» **PROBLEM DETAILS**
Your task is to repeat the entries exactly from their first line through the line with "use roster_cli::config::RosterConfig;", and to stop there.

Data records
....................

//! End-to-end runs over a temporary folder of registration workbooks.

use std::path::{Path, PathBuf};

use calamine::{Data, Reader, Xlsx, open_workbook};
use roster_cli::config::RosterConfig;
use roster_cli::pipeline::{SourceStatus, discover, extract_all, write_output};
use roster_core::RecordExtractor;
use rust_xlsxwriter::{Format, Workbook};
use tempfile::TempDir;

fn write_form(dir: &Path, file: &str, experts: &[(&str, &str)]) -> PathBuf {
    let path = dir.join(file);
    let mut workbook = Workbook::new();
    let sheet = workbook.add_worksheet();
    let merge = Format::new();
    let mut top = 1;
    for (name, id) in experts {
        sheet
            .merge_range(top, 0, top, 1, "专家姓名", &merge)
            .expect("anchor merge");
        sheet.write_string(top + 1, 1, *id).expect("id");
        sheet.write_string(top + 2, 0, *name).expect("name");
        sheet.write_string(top + 3, 1, "工商银行").expect("bank");
        sheet.write_string(top + 3, 3, "622200001111").expect("account");
        sheet.write_string(top + 3, 5, "13800138000").expect("phone");
        top += 6;
    }
    workbook.save(&path).expect("save form");
    path
}

fn sheet_text(path: &Path, sheet: &str) -> Vec<Vec<String>> {
    let mut workbook: Xlsx<_> = open_workbook(path).expect("open output");
    let range = workbook.worksheet_range(sheet).expect("read sheet");
    let (height, width) = range.get_size();
    (0..height)
        .map(|row| {
            (0..width)
                .map(|col| match range.get_value((row as u32, col as u32)) {
                    Some(Data::String(s)) => s.clone(),
                    _ => String::new(),
                })
                .collect()
        })
        .collect()
}

struct Folder {
    dir: TempDir,
}

impl Folder {
    fn new() -> Self {
        let dir = TempDir::new().expect("temp dir");
        write_form(dir.path(), "a.xlsx", &[("张三", "110101199003070512")]);
        write_form(
            dir.path(),
            "b.xlsx",
            &[("李四", "11010119851225002X"), ("王五", "1234")],
        );
        write_form(dir.path(), "empty.xlsx", &[]);
        std::fs::write(dir.path().join("broken.xlsx"), b"not a workbook").expect("stub");
        std::fs::write(dir.path().join("notes.txt"), b"ignored").expect("notes");
        std::fs::write(dir.path().join("~$a.xlsx"), b"lock").expect("lock");
        Self { dir }
    }

    fn path(&self) -> &Path {
        self.dir.path()
    }

    fn output(&self) -> PathBuf {
        self.path().join("output.xlsx")
    }
}

fn file_names(paths: &[PathBuf]) -> Vec<String> {
    paths
        .iter()
        .map(|p| p.file_name().unwrap().to_string_lossy().into_owned())
        .collect()
}

#[test]
fn discovery_skips_non_workbooks_and_output() {
    let folder = Folder::new();
    write_form(folder.path(), "output.xlsx", &[("旧", "110101199003070512")]);

    let paths = discover(folder.path(), &folder.output()).unwrap();

    assert_eq!(
        file_names(&paths),
        vec!["a.xlsx", "b.xlsx", "broken.xlsx", "empty.xlsx"]
    );
}

#[test]
fn output_elsewhere_does_not_hide_same_named_source() {
    let folder = Folder::new();
    let elsewhere = TempDir::new().expect("output dir");

    let paths = discover(folder.path(), &elsewhere.path().join("a.xlsx")).unwrap();

    assert_eq!(
        file_names(&paths),
        vec!["a.xlsx", "b.xlsx", "broken.xlsx", "empty.xlsx"]
    );
}

#[test]
fn output_reached_through_another_path_is_still_excluded() {
    let folder = Folder::new();
    std::fs::create_dir(folder.path().join("sub")).expect("subdir");
    let roundabout = folder.path().join("sub").join("..").join("a.xlsx");

    let paths = discover(folder.path(), &roundabout).unwrap();

    assert_eq!(
        file_names(&paths),
        vec!["b.xlsx", "broken.xlsx", "empty.xlsx"]
    );
}

#[test]
fn consolidates_readable_sources_and_reports_failures() {
    let folder = Folder::new();
    let config = RosterConfig::default();
    let paths = discover(folder.path(), &folder.output()).unwrap();
    let batch = extract_all(&paths, &RecordExtractor::new(config.form.clone()));

    let statuses: Vec<(&str, usize, bool)> = batch
        .sources
        .iter()
        .map(|o| (o.source.as_str(), o.records(), o.is_failed()))
        .collect();
    assert_eq!(
        statuses,
        vec![
            ("a.xlsx", 1, false),
            ("b.xlsx", 2, false),
            ("broken.xlsx", 0, true),
            ("empty.xlsx", 0, false),
        ]
    );
    assert!(matches!(
        batch.sources[2].status,
        SourceStatus::Failed { ref reason } if reason.contains("broken.xlsx")
    ));

    let rows = write_output(
        &folder.output(),
        &config.sheet_name,
        &batch.result_set,
        &config.output,
    )
    .unwrap();
    assert_eq!(rows, 5);

    let sheet = sheet_text(&folder.output(), "人员信息");
    assert_eq!(sheet.len(), 5);
    assert_eq!(sheet[0][0], "a.xlsx");
    assert_eq!(sheet[1][1], "张三");
    assert_eq!(sheet[1][2], "居民身份证");
    assert_eq!(sheet[1][3], "110101199003070512");
    assert_eq!(sheet[1][4], "中国");
    assert_eq!(sheet[1][5], "男");
    assert_eq!(sheet[1][6], "1990/3/7");
    assert_eq!(sheet[1][10], "13800138000");
    assert_eq!(sheet[1][43], "工商银行");
    assert_eq!(sheet[1][44], "622200001111");
    assert_eq!(sheet[2][0], "b.xlsx");
    assert_eq!(sheet[3][1], "李四");
    assert_eq!(sheet[3][5], "女");
    assert_eq!(sheet[3][6], "1985/12/25");
    assert_eq!(sheet[4][1], "王五");
    assert_eq!(sheet[4][2], "?");
    assert_eq!(sheet[4][5], "?");
}

#[test]
fn rerun_does_not_read_previous_output() {
    let folder = Folder::new();
    let config = RosterConfig::default();
    let extractor = RecordExtractor::new(config.form.clone());

    for _ in 0..2 {
        let paths = discover(folder.path(), &folder.output()).unwrap();
        let batch = extract_all(&paths, &extractor);
        write_output(
            &folder.output(),
            &config.sheet_name,
            &batch.result_set,
            &config.output,
        )
        .unwrap();
    }

    let sheet = sheet_text(&folder.output(), "人员信息");
    let labels: Vec<&str> = sheet
        .iter()
        .filter(|row| !row[0].is_empty())
        .map(|row| row[0].as_str())
        .collect();
    assert_eq!(labels, vec!["a.xlsx", "b.xlsx"]);
}

#[test]
fn header_and_zero_based_layout_from_config() {
    let folder = Folder::new();
    let config = RosterConfig::from_json_str(
        r#"{
            "sheet_name": "Experts",
            "output": {
                "base": "zero",
                "include_header": true,
                "columns": [
                    {"field": "专家姓名", "column": 1},
                    {"field": "性别", "column": 2}
                ]
            }
        }"#,
    )
    .unwrap();
    let paths = vec![folder.path().join("a.xlsx")];
    let batch = extract_all(&paths, &RecordExtractor::new(config.form.clone()));
    write_output(
        &folder.output(),
        &config.sheet_name,
        &batch.result_set,
        &config.output,
    )
    .unwrap();

    let sheet = sheet_text(&folder.output(), "Experts");
    assert_eq!(sheet[0], vec!["", "专家姓名", "性别"]);
    assert_eq!(sheet[1], vec!["a.xlsx", "", ""]);
    assert_eq!(sheet[2], vec!["", "张三", "男"]);
}

#[test]
fn missing_source_folder_is_an_error() {
    let dir = TempDir::new().unwrap();
    let missing = dir.path().join("nope");
    let error = discover(&missing, &missing.join("output.xlsx")).unwrap_err();
    assert!(format!("{error:#}").contains("nope"));
}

....................

» **WRITTEN SOLUTION**
//! End-to-end runs over a temporary folder of registration workbooks.

use std::path::{Path, PathBuf};

use calamine::{Data, Reader, Xlsx, open_workbook};
use roster_cli::config::RosterConfig;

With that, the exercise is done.